~Hundred-two

395 34 20
                                    

Elle ne savait pas quoi faire, passait ses mains sur le corps inerte pour tenter de trouver quoi que ce soit à éveiller, quoi que ce soit à panser mais il n'y avait rien, il n'avait rien, rien que le silence et le souffle déchéant.

Les larmes brouillaient piteusement sa vue, elle tremblait, titubant, balbutiant, cherchant un pouls, un semblant de vie dans ce corps en perdition, dans cet esprit déjà errant.

-"Je t'en prie." Supplia la jeune femme. "Il faut que tu te réveilles, Théo."

Il ne bougeait pas, ne parlait pas.
Elle n'arrivait pas à réfléchir, ses pensées s'embrouillaient et se mélangeaient en une cacophonie à lui faire perdre la tête.

-"Théodore réponds-moi."

Elle se perdait dans ses gémissements pitoyables, affalée sur ses genoux, les bras s'éparpillant au-dessus du corps gisant sans jamais le toucher comme de peur de le briser.

Tout était allé trop vite, tout était partit trop vite, les mots et maux se tordaient et s'arrachaient aux tourments que la vie leurs préparaient, Irène s'abandonnait aux effluves glacées du corps qui se taisait.

-"Tu ne peux pas m'abandonner, tu ne peux pas m'abandonner..."

Elle gémissait comme une enfant sans jouets, comme un parent près de la mer, la voyant s'éloigner du sable sur lequel il reposait.

Elle attrapa son épaule, la balança, poussa et tira son corps de toutes ses dernières forces pour le ramener d'entre les morts, le faire revenir du voyage qu'il s'apprêtait à accomplir en franchissant la rive.

-"THÉODORE !" Hurla-t-elle de toute son âme, de tout son cœur, ses cordes se déchirant, les lambeaux restants s'abandonnant dans les limbes du néant.

Il ne pouvait pas la laisser, lui qu'elle avait tant aimé, lui qui se rappelait de ses goûts préférés, de sa couleur favorite, lui qui lui offrait monts et merveilles rien que pour apercevoir son sourire, lui qui l'avait toujours accepté telle qu'elle était et n'avait jamais tenté de la dissuader de faire ce qu'elle aimait.

Il ne pouvait pas d'un coup l'abandonner, la détester, lui tourner le dos sans jamais se retourner.

Théo ne l'aurait jamais laissé pleurer, ne l'aurait jamais laissé crier son nom au désespoir, ne l'aurait jamais laissé se noyer dans la tourmente de ses larmes.

Qu'aurait-elle pu faire, pu dire ?

C'était de sa faute, elle aurait dû l'écouter parler, aurait dû venir vers lui en premier, l'aurait laissé endeuiller sur son épaule.

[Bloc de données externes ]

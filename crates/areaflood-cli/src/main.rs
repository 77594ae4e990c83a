//! `areaflood`: estimate the area enclosed by a shape drawn as text.
//!
//! Usage:
//!   areaflood shapes/rectangle.txt
//!   areaflood --stepped --delay-ms 30 shapes/blob.txt
//!   cat shape.txt | areaflood --plain -
//!
//! Logging goes to stderr and is controlled with `RUST_LOG`.

mod render;

use std::error::Error;
use std::io::{self, Read};
use std::path::{Path, PathBuf};
use std::thread;
use std::time::Duration;

use clap::Parser;
use crossterm::{cursor, execute, tty::IsTty};
use tracing_subscriber::{EnvFilter, fmt};

use areaflood_core::{GridConfig, Shape};
use areaflood_estimator::{AreaEstimator, EstimatorConfig, RunStatus, Step};

use render::Canvas;

/// Flood-fill area estimator for shapes drawn on a square grid.
#[derive(Parser, Debug)]
#[command(name = "areaflood")]
#[command(about = "Estimate the area enclosed by a shape drawn on a grid")]
struct Args {
    /// Shape file using `.` (empty), `#` (boundary) and `S` (start); `-` reads stdin
    shape: PathBuf,

    /// Count one cell per tick and redraw the grid in between
    #[arg(long)]
    stepped: bool,

    /// Pause after each counted cell in stepped mode
    #[arg(long, default_value_t = 15)]
    delay_ms: u64,

    /// Draw glyphs instead of colored cells
    #[arg(long)]
    plain: bool,
}

fn main() {
    fmt()
        .with_env_filter(
            EnvFilter::try_from_default_env().unwrap_or_else(|_| EnvFilter::new("warn")),
        )
        .with_writer(io::stderr)
        .init();

    let args = Args::parse();
    if let Err(e) = run(&args) {
        eprintln!("Error: {e}");
        std::process::exit(1);
    }
}

fn run(args: &Args) -> Result<(), Box<dyn Error>> {
    let text = read_shape(&args.shape)?;
    let shape = Shape::parse(&text)?;
    let grid = shape.build(grid_config(args))?;

    let mut estimator = AreaEstimator::with_config(
        grid.clone(),
        EstimatorConfig {
            stepped: args.stepped,
        },
    );
    let stdout = io::stdout();
    let mut canvas = Canvas::new(stdout.lock(), !args.plain);
    let estimate = match estimator.run()? {
        RunStatus::Done(estimate) => estimate,
        RunStatus::Pending => {
            let delay = Duration::from_millis(args.delay_ms);
            execute!(io::stdout(), cursor::Hide)?;
            let finished = drive(&mut estimator, &mut canvas, delay);
            execute!(io::stdout(), cursor::Show)?;
            finished?
        }
    };
    canvas.draw(&grid, estimate.total)?;

    log::info!(
        "{}: {} units ({} interior, {} boundary, {} corners)",
        args.shape.display(),
        estimate.total,
        estimate.interior,
        estimate.boundary,
        estimate.corners
    );
    Ok(())
}

/// Step a pending run to completion, redrawing after every counted cell.
fn drive<W: io::Write>(
    estimator: &mut AreaEstimator,
    canvas: &mut Canvas<W>,
    delay: Duration,
) -> Result<areaflood_estimator::Estimate, Box<dyn Error>> {
    canvas.draw(estimator.grid(), estimator.total())?;
    loop {
        match estimator.step() {
            Step::Visit {
                counted: true,
                total,
                ..
            } => {
                canvas.draw(estimator.grid(), total)?;
                if !delay.is_zero() {
                    thread::sleep(delay);
                }
            }
            Step::Visit { .. } => {}
            Step::Finished(estimate) => return Ok(estimate),
            Step::Idle => return Err("estimator stopped before finishing".into()),
        }
    }
}

fn read_shape(path: &Path) -> io::Result<String> {
    if path.as_os_str() == "-" {
        let mut text = String::new();
        io::stdin().read_to_string(&mut text)?;
        Ok(text)
    } else {
        std::fs::read_to_string(path)
    }
}

/// Colored frames need one terminal row per cell; glyphs are not checked.
fn grid_config(args: &Args) -> GridConfig {
    let config = GridConfig::default();
    if args.plain || !io::stdout().is_tty() {
        return config;
    }
    match crossterm::terminal::size() {
        // leave a row for the area label
        Ok((_, rows)) if rows > 1 => config
            .with_display_extent(u32::from(rows - 1))
            .with_min_cell_size(1),
        _ => config,
    }
}

#[cfg(test)]
mod tests {
    use super::*;
    use clap::CommandFactory;

    #[test]
    fn args_are_consistent() {
        Args::command().debug_assert();
    }

    #[test]
    fn defaults() {
        let args = Args::try_parse_from(["areaflood", "room.txt"]).unwrap();
        assert_eq!(args.shape, PathBuf::from("room.txt"));
        assert!(!args.stepped);
        assert!(!args.plain);
        assert_eq!(args.delay_ms, 15);
    }

    #[test]
    fn stepped_with_delay_from_stdin() {
        let args =
            Args::try_parse_from(["areaflood", "--stepped", "--delay-ms", "0", "-"]).unwrap();
        assert!(args.stepped);
        assert_eq!(args.delay_ms, 0);
        assert_eq!(args.shape, PathBuf::from("-"));
    }

    #[test]
    fn shape_is_required() {
        assert!(Args::try_parse_from(["areaflood"]).is_err());
    }

    #[test]
    fn drive_finishes_a_stepped_run() {
        let grid = Shape::parse("#####\n#...#\n#.S.#\n#...#\n#####")
            .unwrap()
            .build(GridConfig::default())
            .unwrap();
        let mut estimator = AreaEstimator::with_config(grid, EstimatorConfig { stepped: true });

        assert_eq!(estimator.run().unwrap(), RunStatus::Pending);
        let mut canvas = Canvas::new(Vec::new(), false);
        let estimate = drive(&mut estimator, &mut canvas, Duration::ZERO).unwrap();
        assert_eq!(estimate.total, 25);
        assert!(!estimator.is_running());

        let text = String::from_utf8(canvas.into_inner()).unwrap();
        assert!(text.contains("Area: 21 units^2"));
    }
}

Si elle avait fait un peu plus, si elle avait seulement observé un peu plus, elle l'aurait aidé à s'endormir, l'aurait bercé jusqu'à la fin de la nuit, aurait remué ciel et terre pour le protéger des horreurs de la guerre.

Elle voulait parler, le supplier mais de quel droit lui demandait-elle de lui retourner, de quel droit était-elle si égoïste qu'elle refusait qu'il quitte ses côtés ?

Et si tous partaient, et si tous la laissaient, et si tous finissaient par rejoindre Théo et l'abandonnaient pour se moquer depuis là-haut ?

Elle était impuissante, ses bras lourds poussaient piteusement le corps lourd qui restait de marbre sur le plancher froid, le corps avachi elle semblait misérable, ses larmes rougeant ses joues et mouillant son nez coulant.

Elle crût entendre un bruit étouffé mais continuait machinalement de tirer, perdue dans ses propres pensées, dans ses propres souvenirs qu'elle refusait de laisser partir.

Des bruits de pas qui s'arrêtèrent pendant plusieurs instants, peut-être plusieurs siècles, avant que deux bras n'entourent son corps frêle.

Lentement, l'un d'eux s'allongea le long du sien et, prenant sa main, l'abaissa jusqu'à ses genoux, la faisant lâcher le corps qui arrêta de bouger.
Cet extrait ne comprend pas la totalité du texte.